→ What you need to do:
For the records that follow, please set down exactly the lines between the one holding "self.player.doubled = true;" and the one holding "allowed here, taking", inclusive, and only those.

□ □ □ □

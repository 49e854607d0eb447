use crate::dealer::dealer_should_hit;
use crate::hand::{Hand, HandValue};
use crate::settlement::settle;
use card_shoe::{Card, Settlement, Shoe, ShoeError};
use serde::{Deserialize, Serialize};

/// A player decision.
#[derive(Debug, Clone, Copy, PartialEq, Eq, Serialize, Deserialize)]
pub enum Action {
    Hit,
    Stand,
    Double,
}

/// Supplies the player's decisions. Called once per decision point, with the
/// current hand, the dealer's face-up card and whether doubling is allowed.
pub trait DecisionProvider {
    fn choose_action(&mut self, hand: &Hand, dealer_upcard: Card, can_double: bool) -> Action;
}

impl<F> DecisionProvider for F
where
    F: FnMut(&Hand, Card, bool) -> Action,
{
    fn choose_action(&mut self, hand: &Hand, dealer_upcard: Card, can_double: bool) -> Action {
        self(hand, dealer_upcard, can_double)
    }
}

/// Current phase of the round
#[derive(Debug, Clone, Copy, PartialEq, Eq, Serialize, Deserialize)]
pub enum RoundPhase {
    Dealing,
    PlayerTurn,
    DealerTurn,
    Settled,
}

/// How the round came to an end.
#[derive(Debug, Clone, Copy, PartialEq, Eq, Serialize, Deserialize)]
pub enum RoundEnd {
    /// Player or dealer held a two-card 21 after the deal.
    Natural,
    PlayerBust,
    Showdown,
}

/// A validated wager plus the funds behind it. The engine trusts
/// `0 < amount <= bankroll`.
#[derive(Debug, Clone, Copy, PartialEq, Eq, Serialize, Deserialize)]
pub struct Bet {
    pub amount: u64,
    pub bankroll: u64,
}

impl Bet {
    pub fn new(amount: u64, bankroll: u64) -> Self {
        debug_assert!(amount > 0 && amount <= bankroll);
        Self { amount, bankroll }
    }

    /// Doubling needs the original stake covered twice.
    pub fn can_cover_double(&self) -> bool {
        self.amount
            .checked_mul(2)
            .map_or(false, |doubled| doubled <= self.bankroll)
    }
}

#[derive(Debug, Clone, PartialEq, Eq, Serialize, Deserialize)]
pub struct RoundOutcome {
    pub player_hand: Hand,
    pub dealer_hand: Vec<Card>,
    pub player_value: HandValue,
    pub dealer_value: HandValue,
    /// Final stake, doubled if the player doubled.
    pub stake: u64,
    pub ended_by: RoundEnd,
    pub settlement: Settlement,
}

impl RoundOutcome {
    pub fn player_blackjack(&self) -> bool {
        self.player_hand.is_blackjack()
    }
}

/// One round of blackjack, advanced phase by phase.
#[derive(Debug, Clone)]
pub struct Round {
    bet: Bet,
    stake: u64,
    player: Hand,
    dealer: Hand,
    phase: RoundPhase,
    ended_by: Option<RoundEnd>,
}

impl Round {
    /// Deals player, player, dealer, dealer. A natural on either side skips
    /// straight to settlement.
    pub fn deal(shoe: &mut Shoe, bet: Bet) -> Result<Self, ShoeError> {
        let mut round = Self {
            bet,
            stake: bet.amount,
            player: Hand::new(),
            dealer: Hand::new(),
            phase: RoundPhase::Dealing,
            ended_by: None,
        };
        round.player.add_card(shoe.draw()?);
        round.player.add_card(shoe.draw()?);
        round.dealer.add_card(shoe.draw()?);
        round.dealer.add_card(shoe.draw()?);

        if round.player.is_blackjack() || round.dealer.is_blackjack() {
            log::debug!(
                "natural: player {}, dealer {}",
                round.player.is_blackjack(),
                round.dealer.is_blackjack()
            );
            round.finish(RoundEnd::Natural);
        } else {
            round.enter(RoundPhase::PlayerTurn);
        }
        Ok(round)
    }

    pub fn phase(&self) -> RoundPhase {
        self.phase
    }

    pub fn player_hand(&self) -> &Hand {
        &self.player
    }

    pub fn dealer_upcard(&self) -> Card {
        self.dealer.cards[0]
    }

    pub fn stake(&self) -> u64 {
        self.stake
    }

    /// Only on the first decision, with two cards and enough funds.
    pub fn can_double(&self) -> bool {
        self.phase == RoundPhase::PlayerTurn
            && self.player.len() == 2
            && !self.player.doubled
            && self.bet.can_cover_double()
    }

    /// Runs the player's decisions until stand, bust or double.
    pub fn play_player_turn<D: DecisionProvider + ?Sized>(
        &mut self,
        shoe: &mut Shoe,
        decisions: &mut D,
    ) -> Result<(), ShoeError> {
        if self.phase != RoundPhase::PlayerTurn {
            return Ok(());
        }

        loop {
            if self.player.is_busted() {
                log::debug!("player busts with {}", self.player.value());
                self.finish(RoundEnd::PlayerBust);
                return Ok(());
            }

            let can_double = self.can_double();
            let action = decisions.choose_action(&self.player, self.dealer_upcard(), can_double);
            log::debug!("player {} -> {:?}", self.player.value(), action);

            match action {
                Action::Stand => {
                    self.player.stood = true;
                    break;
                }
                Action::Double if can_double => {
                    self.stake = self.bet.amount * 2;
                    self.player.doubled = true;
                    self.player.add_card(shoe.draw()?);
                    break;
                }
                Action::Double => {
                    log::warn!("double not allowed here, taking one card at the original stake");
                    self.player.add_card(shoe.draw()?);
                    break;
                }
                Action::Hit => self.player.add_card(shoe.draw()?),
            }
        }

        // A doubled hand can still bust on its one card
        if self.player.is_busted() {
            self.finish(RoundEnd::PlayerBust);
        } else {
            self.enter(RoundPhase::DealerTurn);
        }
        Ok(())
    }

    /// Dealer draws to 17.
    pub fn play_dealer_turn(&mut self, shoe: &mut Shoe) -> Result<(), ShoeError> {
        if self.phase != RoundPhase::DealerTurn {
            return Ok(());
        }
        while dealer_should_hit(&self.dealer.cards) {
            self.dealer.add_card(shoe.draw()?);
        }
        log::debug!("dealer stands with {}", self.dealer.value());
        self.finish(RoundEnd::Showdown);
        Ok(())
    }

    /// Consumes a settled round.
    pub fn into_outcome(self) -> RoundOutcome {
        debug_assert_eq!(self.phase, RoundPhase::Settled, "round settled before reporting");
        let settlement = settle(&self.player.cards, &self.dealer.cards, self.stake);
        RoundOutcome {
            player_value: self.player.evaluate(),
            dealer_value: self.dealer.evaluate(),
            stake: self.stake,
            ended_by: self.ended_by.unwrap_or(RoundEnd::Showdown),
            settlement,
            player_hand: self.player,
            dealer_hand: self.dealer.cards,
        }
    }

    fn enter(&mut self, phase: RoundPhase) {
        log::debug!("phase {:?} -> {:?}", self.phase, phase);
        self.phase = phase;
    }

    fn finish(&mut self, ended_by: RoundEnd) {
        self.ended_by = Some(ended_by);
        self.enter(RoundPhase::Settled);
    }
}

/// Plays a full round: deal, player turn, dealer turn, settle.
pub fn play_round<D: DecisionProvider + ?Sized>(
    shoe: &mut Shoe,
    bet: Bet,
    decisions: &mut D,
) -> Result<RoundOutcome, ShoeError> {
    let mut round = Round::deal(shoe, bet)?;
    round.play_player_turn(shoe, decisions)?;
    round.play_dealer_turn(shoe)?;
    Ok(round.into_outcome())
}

□ □ □ □

→ Expected answer:
                    self.player.doubled = true;
                    self.player.add_card(shoe.draw()?);
                    break;
                }
                Action::Double => {
                    log::warn!("double not allowed here, taking one card at the original stake");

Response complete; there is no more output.